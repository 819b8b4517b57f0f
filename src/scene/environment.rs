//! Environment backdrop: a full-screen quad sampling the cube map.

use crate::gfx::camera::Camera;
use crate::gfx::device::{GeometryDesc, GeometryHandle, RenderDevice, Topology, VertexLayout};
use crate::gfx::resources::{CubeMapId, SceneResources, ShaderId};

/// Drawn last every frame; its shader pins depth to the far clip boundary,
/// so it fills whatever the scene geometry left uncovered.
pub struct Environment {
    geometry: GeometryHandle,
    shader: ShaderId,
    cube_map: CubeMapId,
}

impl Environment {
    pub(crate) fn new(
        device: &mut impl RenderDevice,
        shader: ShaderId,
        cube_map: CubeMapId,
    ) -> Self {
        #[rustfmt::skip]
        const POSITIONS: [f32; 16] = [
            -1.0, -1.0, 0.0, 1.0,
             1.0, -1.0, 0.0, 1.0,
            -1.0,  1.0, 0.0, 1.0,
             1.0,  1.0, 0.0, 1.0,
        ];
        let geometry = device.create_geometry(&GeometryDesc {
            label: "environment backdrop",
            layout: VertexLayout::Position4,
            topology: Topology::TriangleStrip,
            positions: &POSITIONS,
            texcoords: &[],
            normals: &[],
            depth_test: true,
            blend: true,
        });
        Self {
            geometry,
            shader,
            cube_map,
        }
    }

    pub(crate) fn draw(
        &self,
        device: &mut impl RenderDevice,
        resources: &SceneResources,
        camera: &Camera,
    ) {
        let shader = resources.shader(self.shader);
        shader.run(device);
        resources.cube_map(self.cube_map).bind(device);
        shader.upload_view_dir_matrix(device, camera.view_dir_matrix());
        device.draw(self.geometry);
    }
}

━━━━━━━━━━━━━━━━━━━━━━━━━━━━━━

Reproduce exactly the lines running from the one with "shader.run(device);" to the last line of the listing above. Add nothing else.

        shader.run(device);
        resources.cube_map(self.cube_map).bind(device);
        shader.upload_view_dir_matrix(device, camera.view_dir_matrix());
        device.draw(self.geometry);
    }
}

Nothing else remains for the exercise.